I expect you heard Ukraine’s President Volodymyr Zelenskyy ask Australia last week to increase our military support as Ukrainians defend their homeland.

Your ALWS action for the people of Ukraine is also increasing.

The generosity and kindness of people like you means last week ALWS was able to commit an extra $100,000 of aid. 

The total of our life-restoring help together is now $300,000

– SIX TIMES our March commitment of $50,000. THANK YOU!


A key part of your ALWS action now is building bomb shelters in schools inside Ukraine. 

You can see below the basement of the school at Dorogin. You support the LWF team to have toilets and amenities installed, to protect 100 students and teachers during air raids.



Bhoj Raj Khanal is the Interim Leader of the LWF team you support in Ukraine. He emailed me on Monday, and shared:

“The most urgent needs are repair of houses, 

renovation of schools including bomb shelters, 

protection-related community activities and preparing for winter.”

Bhoj explained that schools in Ukraine cannot open unless they have a bomb shelter. 

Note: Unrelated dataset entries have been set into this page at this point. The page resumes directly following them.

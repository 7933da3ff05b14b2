//! # Structured Logging Module
//!
//! Environment-aware structured logging for component lifecycle, handler and
//! registry operations.

use crate::config::EngineConfig;
use crate::constants::system;
use chrono::Utc;
use std::sync::OnceLock;
use tracing_subscriber::{fmt, layer::SubscriberExt, util::SubscriberInitExt, EnvFilter, Layer};

static LOGGER_INITIALIZED: OnceLock<()> = OnceLock::new();

/// Initialize structured logging with environment-specific configuration
pub fn init_structured_logging() {
    init(None);
}

/// Initialize structured logging, preferring the engine's configured level
pub fn init_structured_logging_with(config: &EngineConfig) {
    init(config.log_level.as_deref());
}

fn init(level_override: Option<&str>) {
    LOGGER_INITIALIZED.get_or_init(|| {
        let environment = get_environment();
        let log_level = match level_override {
            Some(level) => level.to_string(),
            None => std::env::var("RUST_LOG")
                .or_else(|_| std::env::var("LIFECYCLE_LOG_LEVEL"))
                .unwrap_or_else(|_| get_log_level(&environment)),
        };

        let json_output = environment == "production";

        let console = if json_output {
            fmt::layer()
                .with_target(true)
                .with_thread_ids(true)
                .with_level(true)
                .with_ansi(false)
                .json()
                .with_filter(EnvFilter::new(log_level.clone()))
                .boxed()
        } else {
            fmt::layer()
                .with_target(true)
                .with_thread_ids(true)
                .with_level(true)
                .with_ansi(true)
                .with_filter(EnvFilter::new(log_level.clone()))
                .boxed()
        };

        // Use try_init to avoid panic if global subscriber already set
        if tracing_subscriber::registry().with(console).try_init().is_err() {
            tracing::debug!(
                "Global tracing subscriber already initialized, keeping it"
            );
        }

        tracing::info!(
            pid = std::process::id(),
            version = system::LIFECYCLE_CORE_VERSION,
            environment = %environment,
            log_level = %log_level,
            "STRUCTURED LOGGING: Initialized"
        );
    });
}

/// Get current environment from environment variables
fn get_environment() -> String {
    std::env::var("LIFECYCLE_ENV")
        .or_else(|_| std::env::var("APP_ENV"))
        .unwrap_or_else(|_| "development".to_string())
}

/// Get log level based on environment
fn get_log_level(environment: &str) -> String {
    match environment {
        "test" => "debug".to_string(),
        "development" => "debug".to_string(),
        "production" => "info".to_string(),
        _ => "debug".to_string(),
    }
}

/// Log structured data for handler operations
pub fn log_handler_operation(
    operation: &str,
    component: &str,
    handler: &str,
    status: &str,
    details: Option<&str>,
) {
    tracing::info!(
        operation = %operation,
        component = %component,
        handler = %handler,
        status = %status,
        details = details,
        timestamp = %Utc::now().to_rfc3339(),
        "HANDLER_OPERATION"
    );
}

/// Log structured data for service registry and configuration host operations
pub fn log_registry_operation(
    operation: &str,
    component: &str,
    specifications: &[String],
    status: &str,
    details: Option<&str>,
) {
    tracing::info!(
        operation = %operation,
        component = %component,
        specifications = ?specifications,
        status = %status,
        details = details,
        timestamp = %Utc::now().to_rfc3339(),
        "REGISTRY_OPERATION"
    );
}

/// Log error with full context
pub fn log_error(component: &str, operation: &str, error: &str, context: Option<&str>) {
    tracing::error!(
        component = %component,
        operation = %operation,
        error = %error,
        context = context,
        timestamp = %Utc::now().to_rfc3339(),
        "ERROR"
    );
}

#[cfg(test)]
mod tests {
    use super::*;

    #[test]
    fn test_log_level_mapping() {
        assert_eq!(get_log_level("test"), "debug");
        assert_eq!(get_log_level("development"), "debug");
        assert_eq!(get_log_level("production"), "info");
        assert_eq!(get_log_level("unknown"), "debug");
    }

    #[test]
    fn test_init_is_idempotent() {
        init_structured_logging();
        init_structured_logging_with(&EngineConfig::default());
        log_handler_operation("configure", "Example", "test", "ok", None);
    }
}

Your support through ALWS will help ensure children and young people can safely return to school after months of interrupted school and on-line learning.



Natalia Mykolaivna Greben, who you see above, is Deputy Director of the Dorogin school where a basement is being converted to a bomb shelter. Natalia recalls:

“I saw the Russian troops march through our community, 

and shoot at everything around.”

Natalia was forced to hide in her own basement for many days, then sneak out to try to find food for her and her elderly neighbours. On the last day of the occupation, the retreating soldiers shot at Natalia’s home, which burned down. 

“I lost everything on that last day.”



Your continuing ALWS action in Ukraine is even more critical now as winter approaches. 

Temperatures in Ukraine over Christmas can drop to minus 10. With so many buildings and so much infrastructure damaged by bombing, these freezing temperatures are a real threat.

Your work is focused in the Chernihiv region, between the Ukrainian capital Kyiv and the Russion border. This area was under Russian occupation for three months, and it was only a fortnight ago that it was safe for your LWF team to enter and plan the school renovation work you support.

The plan is to gradually increase support to the Kharkiv and Sumy regions.




Update 7: Wednesday 8 June 2022


While the war in Ukraine continues, so does your action through ALWS and our ACT Alliance partner LWF (Lutheran World Federation).

In Poland, LWF has launched a cash assistance program with the UNHCR for refugees in six locations across the country. The aim is to help at least 60,000 vulnerable families.

The head of each household is allocated $225 per month, along with $195 for each family member, for 3 months.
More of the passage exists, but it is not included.